しかし、中国政府が「民間企業への融資を優先する」と宣言したこともあってか、11月14日現在の中国市場の株価は、上昇傾向にあるものの様子見、といったところのようです。
中国市場の魅力とリスク
特に中国国内で注目すべきなのが、自動車産業・Eコマース・ハイテク産業です。
各国で自動車が売れづらくなっている現在では、中国は世界第一位の市場規模を誇っています。Eコマース分野では、アリババが台頭し巨大な消費市場を独占していますね。ハイテク産業分野に関しても、アメリカが恐れるようになっている次第です。
ここからはそんな中国株の魅力とリスクをご紹介します。
中国市場の魅力
中国のGDPの成長率は年々減速していますが、それでも日本のGDPの2倍以上あります。もしかしたら何年後かには3倍になるかもしれませんね。
その理由として考えられることは、中国には巨大消費市場があることでしょう。世界一位の人口を誇る中国ですからもちろん、消費市場も比ではありません。
また現在(2018年11月)は元高となっているため、元を保有している外国企業が潤うこと、またさらに元の価値が上がることを見込み投資を行う海外ファンドが増えることが予想されます。
そうなると、香港市場にも影響があり、香港市場でも会社の資産として元を保有している会社がほとんどですから(中国の・または中国人の会社のため)その会社の価値が上がっていきます。それに伴って香港市場の株価も上がることが予期されます。
その結果、中国市場の株価は上昇していくのではないか、ということが大きな魅力となっているようです。
魅力をまとめると以下のようになります。
- GDPの成長率が大きい
- 巨大消費市場を抱えている
- 元高
中国市場のリスク
上記のような魅力を持つ中国にも何点か懸念材料となる事象があります。例えば、政策の変更の懸念やEコマースの伸び率が少し落ちていること、トランプ大統領の貿易戦争などです。
周知のとおり、中国は共和党の一党独裁状態にあるので政策の変更が期せずして起こる場合があります。政策の変更によって中国における株式市場のルールが一変してしまう可能性も否定できません。
また11月11日は「独身の日」セールが行われたのですが、この時の取引高が上昇してはいるものの、これを伸び率に換算してみると前年度よりもやや下降していました。
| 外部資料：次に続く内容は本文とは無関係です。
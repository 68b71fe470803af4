//! SDF-based WebGPU render pipeline for the playfield
//!
//! The whole scene (background, paddles, divider, ball, score digits) is drawn
//! by one fullscreen triangle from a single uniform block.

use bytemuck::{Pod, Zeroable};
use wgpu::util::DeviceExt;

use super::RenderSink;
use crate::consts::*;
use crate::sim::GeometryState;

// ============================================================================
// GPU DATA STRUCTURES (must match shader)
// ============================================================================

#[repr(C)]
#[derive(Copy, Clone, Debug, PartialEq, Pod, Zeroable)]
pub struct FieldUniform {
    resolution: [f32; 2],      // offset 0
    field: [f32; 2],           // offset 8
    ball: [f32; 2],            // offset 16
    ball_radius: f32,          // offset 24
    paddle_width: f32,         // offset 28
    player_paddle: [f32; 2],   // offset 32 - top-left corner
    opponent_paddle: [f32; 2], // offset 40 - top-left corner
    paddle_height: f32,        // offset 48
    divider_y: f32,            // offset 52
    player_score: u32,         // offset 56
    opponent_score: u32,       // offset 60
}

impl FieldUniform {
    /// Snapshot of the state for one frame
    pub fn from_state(state: &GeometryState, size: (u32, u32)) -> Self {
        Self {
            resolution: [size.0 as f32, size.1 as f32],
            field: [FIELD_WIDTH, FIELD_HEIGHT],
            ball: state.ball.pos.to_array(),
            ball_radius: state.ball.radius,
            paddle_width: PADDLE_WIDTH,
            player_paddle: [state.player_paddle.x, PLAYER_PADDLE_Y],
            opponent_paddle: [state.opponent_paddle.x, OPPONENT_PADDLE_Y],
            paddle_height: PADDLE_HEIGHT,
            divider_y: FIELD_HEIGHT / 2.0,
            player_score: state.scores.player,
            opponent_score: state.scores.opponent,
        }
    }
}

// ============================================================================
// FIELD RENDER STATE
// ============================================================================

pub struct FieldRenderState {
    pub surface: wgpu::Surface<'static>,
    pub device: wgpu::Device,
    pub queue: wgpu::Queue,
    pub config: wgpu::SurfaceConfiguration,
    pub pipeline: wgpu::RenderPipeline,

    field_buffer: wgpu::Buffer,
    bind_group: wgpu::BindGroup,

    pub size: (u32, u32),
}

impl FieldRenderState {
    pub async fn new(
        surface: wgpu::Surface<'static>,
        adapter: &wgpu::Adapter,
        width: u32,
        height: u32,
    ) -> Result<Self, wgpu::RequestDeviceError> {
        let (device, queue) = adapter
            .request_device(&wgpu::DeviceDescriptor {
                label: Some("field-device"),
                required_features: wgpu::Features::empty(),
                required_limits: wgpu::Limits::downlevel_webgl2_defaults(),
                memory_hints: Default::default(),
                trace: Default::default(),
                experimental_features: Default::default(),
            })
            .await?;

        let surface_caps = surface.get_capabilities(adapter);
        log::info!("Surface formats: {:?}", surface_caps.formats);

        let surface_format = surface_caps
            .formats
            .iter()
            .find(|f| f.is_srgb())
            .copied()
            .unwrap_or(surface_caps.formats[0]);

        log::info!("Using surface format: {:?}", surface_format);

        let config = wgpu::SurfaceConfiguration {
            usage: wgpu::TextureUsages::RENDER_ATTACHMENT,
            format: surface_format,
            width,
            height,
            present_mode: wgpu::PresentMode::AutoVsync,
            alpha_mode: surface_caps.alpha_modes[0],
            view_formats: vec![],
            desired_maximum_frame_latency: 2,
        };
        surface.configure(&device, &config);

        let shader = device.create_shader_module(wgpu::ShaderModuleDescriptor {
            label: Some("field_shader"),
            source: wgpu::ShaderSource::Wgsl(include_str!("field_shader.wgsl").into()),
        });

        let field_buffer = device.create_buffer_init(&wgpu::util::BufferInitDescriptor {
            label: Some("field"),
            contents: bytemuck::bytes_of(&FieldUniform::from_state(
                &GeometryState::default(),
                (width, height),
            )),
            usage: wgpu::BufferUsages::UNIFORM | wgpu::BufferUsages::COPY_DST,
        });

        let bind_group_layout = device.create_bind_group_layout(&wgpu::BindGroupLayoutDescriptor {
            label: Some("field_bind_group_layout"),
            entries: &[wgpu::BindGroupLayoutEntry {
                binding: 0,
                visibility: wgpu::ShaderStages::FRAGMENT,
                ty: wgpu::BindingType::Buffer {
                    ty: wgpu::BufferBindingType::Uniform,
                    has_dynamic_offset: false,
                    min_binding_size: None,
                },
                count: None,
            }],
        });

        let bind_group = device.create_bind_group(&wgpu::BindGroupDescriptor {
            label: Some("field_bind_group"),
            layout: &bind_group_layout,
            entries: &[wgpu::BindGroupEntry {
                binding: 0,
                resource: field_buffer.as_entire_binding(),
            }],
        });

        let pipeline_layout = device.create_pipeline_layout(&wgpu::PipelineLayoutDescriptor {
            label: Some("field_pipeline_layout"),
            bind_group_layouts: &[&bind_group_layout],
            immediate_size: 0,
        });

        let pipeline = device.create_render_pipeline(&wgpu::RenderPipelineDescriptor {
            label: Some("field_pipeline"),
            layout: Some(&pipeline_layout),
            vertex: wgpu::VertexState {
                module: &shader,
                entry_point: Some("vs_main"),
                buffers: &[], // Fullscreen triangle
                compilation_options: Default::default(),
            },
            fragment: Some(wgpu::FragmentState {
                module: &shader,
                entry_point: Some("fs_main"),
                targets: &[Some(wgpu::ColorTargetState {
                    format: config.format,
                    blend: None,
                    write_mask: wgpu::ColorWrites::ALL,
                })],
                compilation_options: Default::default(),
            }),
            primitive: wgpu::PrimitiveState {
                topology: wgpu::PrimitiveTopology::TriangleList,
                ..Default::default()
            },
            depth_stencil: None,
            multisample: wgpu::MultisampleState::default(),
            multiview_mask: None,
            cache: None,
        });

        log::info!("Field pipeline ready ({}x{})", width, height);

        Ok(Self {
            surface,
            device,
            queue,
            config,
            pipeline,
            field_buffer,
            bind_group,
            size: (width, height),
        })
    }

    pub fn resize(&mut self, new_width: u32, new_height: u32) {
        if new_width > 0 && new_height > 0 {
            self.size = (new_width, new_height);
            self.config.width = new_width;
            self.config.height = new_height;
            self.surface.configure(&self.device, &self.config);
        }
    }

    /// Upload the frame's uniforms and draw
    pub fn draw(&mut self, state: &GeometryState) -> Result<(), wgpu::SurfaceError> {
        let uniform = FieldUniform::from_state(state, self.size);
        self.queue
            .write_buffer(&self.field_buffer, 0, bytemuck::bytes_of(&uniform));

        let output = self.surface.get_current_texture()?;
        let view = output
            .texture
            .create_view(&wgpu::TextureViewDescriptor::default());

        let mut encoder = self
            .device
            .create_command_encoder(&wgpu::CommandEncoderDescriptor {
                label: Some("field_encoder"),
            });

        {
            let mut render_pass = encoder.begin_render_pass(&wgpu::RenderPassDescriptor {
                label: Some("field_render_pass"),
                color_attachments: &[Some(wgpu::RenderPassColorAttachment {
                    view: &view,
                    resolve_target: None,
                    ops: wgpu::Operations {
                        load: wgpu::LoadOp::Clear(wgpu::Color::BLACK),
                        store: wgpu::StoreOp::Store,
                    },
                    depth_slice: None,
                })],
                depth_stencil_attachment: None,
                timestamp_writes: None,
                occlusion_query_set: None,
                multiview_mask: None,
            });

            render_pass.set_pipeline(&self.pipeline);
            render_pass.set_bind_group(0, &self.bind_group, &[]);
            render_pass.draw(0..3, 0..1);
        }

        self.queue.submit(std::iter::once(encoder.finish()));
        output.present();

        Ok(())
    }
}

impl RenderSink for FieldRenderState {
    fn render(&mut self, state: &GeometryState) {
        match self.draw(state) {
            Ok(()) => {}
            Err(wgpu::SurfaceError::Lost) => {
                self.resize(self.size.0, self.size.1);
            }
            Err(wgpu::SurfaceError::OutOfMemory) => {
                log::error!("Out of memory!");
            }
            Err(e) => log::warn!("Render error: {:?}", e),
        }
    }
}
とはいっても、楽天の年間売上とほぼ同じくらいの売り上げがこの日、1日で出たようですからまだそんなに気にすることもないのかもしれませんが。
米中貿易戦争については先ほど述べた通りですが、現在は協調方向に向かっているようですので、さほど問題はないかと思いますが、2018年7月には中国製品に25%の関税をかけると宣言しています。
他にも、中国の会社は粉飾決済や不正・衛生問題などを抱えているケースが多いとみられています。万が一、投資先の会社の汚点が発覚すれば、株価は一気に地を這うようになってしまいますね。
さらに、日本語での情報もすくないため、私たち日本人が中国株に手を出す場合、情報収集に苦労することも懸念材料と言えそうです。
- 政策の変更
- トランプ大統領の影響
- 粉飾や不正問題
- 日本語情報が少ない
中国株を買うには?
ここまで読んでくださった方の中には中国株を買ってみたいという方もいらっしゃることでしょう。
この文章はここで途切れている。